[OpenAFS-devel] Re: safe dropboxing in an anonymous world
Jeffrey Hutzelman
jhutz@cmu.edu
Mon, 07 Feb 2011 18:35:51 -0500
--On Monday, February 07, 2011 02:04:46 PM -0500 Jeffrey Altman
<jaltman@secure-endpoints.com> wrote:
> In the dropbox case the client has no need to read anything from the
> server. It should only be creating new files.
So, the thing that everyone seems to be forgetting is that the client
provides a cached view on the contents of the server, and that parts of a
file may disappear from the client's cache because the space is needed for
something else.
The expected semantics of dropboxes are that I can open a new file and then
write and read back as much as I want until I close it. A simple file copy
won't need to read back, but some other applications might. If the file in
question is large, or there is a lot of cache pressure, the client may be
forced to write some dirty buffers and remove them from the cache even
though the file has not been closed. Clients do that depending on the fact
that they can always read the flushed chunks back from the fileserver if
the application references them again.
> If the Unix CM is reading beyond the end of file as part of preparing a
> chunk to be written, that sounds like a bug to me.
Who said anything about reading beyond EOF?
If you write to part of a chunk, the CM must first ensure it has an
up-to-date copy of that chunk in the cache.

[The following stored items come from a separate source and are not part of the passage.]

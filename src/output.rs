use colored::Colorize;
use serde::Serialize;

use crate::{
    aggregator::ValidationResults,
    catalog::Keyword,
    schema::{ColumnTypeMap, extract_column_types}
};

/// Output format for a validation report.
#[derive(Debug, Clone, Copy, Default)]
pub enum OutputFormat {
    #[default]
    Text,
    Json,
    Yaml
}

/// Rendering options.
#[derive(Debug, Clone)]
pub struct OutputOptions {
    pub format:  OutputFormat,
    pub colored: bool
}

impl Default for OutputOptions {
    fn default() -> Self {
        Self {
            format:  OutputFormat::Text,
            colored: true
        }
    }
}

#[derive(Serialize)]
struct ReportRow<'a> {
    rule_id:    &'a str,
    ok:         bool,
    skipped:    bool,
    violations: Option<i64>,
    check_type: &'a str,
    message:    &'a str
}

#[derive(Serialize)]
struct Report<'a> {
    rows:         Vec<ReportRow<'a>>,
    passed:       usize,
    failed:       usize,
    skipped:      usize,
    errored:      usize,
    column_types: ColumnTypeMap
}

fn build_report(results: &ValidationResults) -> Report<'_> {
    Report {
        rows: results
            .by_idx
            .iter()
            .map(|v| ReportRow {
                rule_id:    &v.rule_id,
                ok:         v.ok,
                skipped:    v.skipped,
                violations: v.violations,
                check_type: &v.check_type,
                message:    &v.message
            })
            .collect(),
        passed:       results.passed_count(),
        failed:       results.failed_count(),
        skipped:      results.skipped_count(),
        errored:      results.errored_count(),
        column_types: extract_column_types(&results.rules)
    }
}

/// Render a validation report in the requested format.
pub fn format_results(results: &ValidationResults, opts: &OutputOptions) -> String {
    match opts.format {
        OutputFormat::Json => serde_json::to_string_pretty(&build_report(results)).unwrap_or_default(),
        OutputFormat::Yaml => serde_yaml::to_string(&build_report(results)).unwrap_or_default(),
        OutputFormat::Text => format_text_report(results, opts)
    }
}

fn format_text_report(results: &ValidationResults, opts: &OutputOptions) -> String {
    let mut out = String::new();

    let header = "=== FOCUS Conformance Report ===\n\n";
    if opts.colored {
        out.push_str(&header.bold().to_string());
    } else {
        out.push_str(header);
    }

    for verdict in &results.by_idx {
        let rule = results.rules.get(&verdict.rule_id);
        let keyword_label = rule.map(keyword_label).unwrap_or("");

        let status_label = if verdict.skipped {
            "SKIP"
        } else if verdict.ok {
            "PASS"
        } else {
            "FAIL"
        };

        let colored_status = if !opts.colored {
            status_label.to_string()
        } else {
            match status_label {
                "PASS" => status_label.green().to_string(),
                "SKIP" => status_label.yellow().to_string(),
                _ => status_label.red().bold().to_string()
            }
        };

        out.push_str(&format!(
            "[{colored_status}] {} ({keyword_label}) - {}\n",
            verdict.rule_id, verdict.message
        ));
    }

    out.push('\n');
    out.push_str(&format!(
        "passed={} failed={} skipped={} errored={}\n",
        results.passed_count(),
        results.failed_count(),
        results.skipped_count(),
        results.errored_count()
    ));

    let column_types = extract_column_types(&results.rules);
    if !column_types.0.is_empty() {
        out.push_str("\ndeclared column types:\n");
        for (column, logical_type) in &column_types.0 {
            out.push_str(&format!("  {column}: {}\n", logical_type_label(*logical_type)));
        }
    }

    out
}

fn logical_type_label(logical_type: crate::schema::LogicalType) -> &'static str {
    match logical_type {
        crate::schema::LogicalType::String => "string",
        crate::schema::LogicalType::Decimal => "float64",
        crate::schema::LogicalType::DateTime => "datetime-utc"
    }
}

fn keyword_label(rule: &crate::catalog::Rule) -> &'static str {
    match rule.validation_criteria.keyword {
        Keyword::Must => "MUST",
        Keyword::MustNot => "MUST NOT",
        Keyword::Should => "SHOULD",
        Keyword::ShouldNot => "SHOULD NOT",
        Keyword::Recommended => "RECOMMENDED",
        Keyword::NotRecommended => "NOT RECOMMENDED",
        Keyword::May => "MAY",
        Keyword::Optional => "OPTIONAL"
    }
}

>> The general problem, yes. But the text you are referencing treats it as
>> a security/visibility problem. The change Derrick is talking about
>> introduces a new problem where the write to the dropbox file could
>> potentially fail, making the mechanism effectively break depending on
>> the use case.
>>
>> I'm not saying that's necessarily a big problem, but it is a new thing
>> that users should be made aware of.
>
> The write will never fail.
Unless it requires reading back a chunk first, which fails because the
server won't let you read a chunk back.